Three common synthesis routes used to prepare polystannanes: (1) polymerization of tin dichlorides by Wurtz or Wurtz-like reactions, (2) electrochemical reactions and (3) catalytic dehydropolymerization of tin dihydrides

Oligo- or polystannanes were first described by Löwig in 1852, only 2 years after Edward Frankland's report on the isolation of the first organotin compounds. Löwig's route involved treating an Sn/K and Sn/Na alloys with iodoethane, in the presence of quartz sand which was used to control the reaction rate. Products with elemental compositions close to those of oligo(diethylstannane)s or poly(diethylstannane) were obtained. Cahours obtained similar products and attributed the formation of the so-called "stannic ethyl" to a reaction of the Wurtz type. Already in 1858, "stannic ethyl" was formulated as a polymeric compound denoted with the composition n(SnC_{4}H_{5}). In 1917, Grüttner, who reinvestigated results on hexaethyl-distannanes(H_{5}C_{2})_{3}Sn-Sn(C_{2}H_{5})_{3} (reported by Ladenburg in 1870), confirmed the presence of Sn-Sn bonds and predicted for the first time that tin could form chain like compounds. In 1943, it was postulated that “diphenyltin” exists as a type of polymeric material because of its yellow color, and indeed a bathochromic shift of the wavelength at maximum absorption with increasing number of Sn atoms was found later in the case of oligo(dibutylstannane)s comprising up to 15 Sn atoms.
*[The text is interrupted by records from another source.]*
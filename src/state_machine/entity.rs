/*
    Copyright © 2023, ParallelChain Lab
    Licensed under the Apache License, Version 2.0: http://www.apache.org/licenses/LICENSE-2.0
*/

//! The entities that a [`StateMachine`](super::StateMachine) can hold.

use serde::{de::DeserializeOwned, Deserialize, Serialize};

use crate::{
    transitions::{ReduceError, SubscriptionCategory, Transition},
    types::community::{Community, Host},
};

/// A value that transitions are reduced over, and that a state machine logs and snapshots.
///
/// `Default` is the state of a machine that has not applied any transition.
pub trait Entity: Clone + Default + Serialize + DeserializeOwned + Send + Sync + 'static {
    /// The category of transitions this entity accepts. Routing a transition of any other category to a
    /// state machine holding this entity fails with a category mismatch.
    const CATEGORY: SubscriptionCategory;

    /// Reduce `transition` over `self`, returning the new entity. Must not modify `self`.
    fn reduce(&self, transition: &Transition) -> Result<Self, ReduceError>;
}

/// The state of one community: absent until its `INIT_COMMUNITY` is applied.
#[derive(Clone, Debug, Default, PartialEq, Eq, Serialize, Deserialize)]
#[serde(transparent)]
pub struct CommunityState(Option<Community>);

impl CommunityState {
    pub fn community(&self) -> Option<&Community> {
        self.0.as_ref()
    }

    pub fn into_community(self) -> Option<Community> {
        self.0
    }
}

impl From<Community> for CommunityState {
    fn from(value: Community) -> Self {
        CommunityState(Some(value))
    }
}

impl Entity for CommunityState {
    const CATEGORY: SubscriptionCategory = SubscriptionCategory::Community;

    fn reduce(&self, transition: &Transition) -> Result<Self, ReduceError> {
        let old = self.0.as_ref();
        let new = match transition {
            Transition::InitCommunity(t) => t.reduce(old)?,
            Transition::AddMember(t) => t.reduce(old)?,
            Transition::ModifyCommunityMembers(t) => t.reduce(old)?,
            Transition::UpdateBacknet(t) => t.reduce(old)?,
            Transition::AddCommunity(_) => {
                return Err(ReduceError::OutOfScope {
                    kind: transition.kind(),
                    category: Self::CATEGORY,
                })
            }
        };
        Ok(CommunityState(Some(new)))
    }
}

impl Entity for Host {
    const CATEGORY: SubscriptionCategory = SubscriptionCategory::Host;

    fn reduce(&self, transition: &Transition) -> Result<Self, ReduceError> {
        match transition {
            Transition::AddCommunity(t) => t.reduce(self),
            _ => Err(ReduceError::OutOfScope {
                kind: transition.kind(),
                category: Self::CATEGORY,
            }),
        }
    }
}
The Wurtz reaction is still used for the preparation of poly(dialkylstannane)s. Treatment of dialkyltin dichlorides with sodium lead to polystannanes of high molar mass, however, in low yields and with formation of (cyclic) oligomers. Other efforts to prepare high molar mass polystannanes by electrochemical reactions or by catalytic dehydropolymerization of dialkylstannanes (R_{2}SnH_{2}) were also made. Unfortunately, frequently, the polymers prepared by those methods were not isolated and typically contained significant fractions of cyclic oligomers.

Alternatively, alkyltin halides react with excess electride in ammonia solutions to give metal alkylstannides. Added alkyltin halides then couple to the stannides to give polystannanes.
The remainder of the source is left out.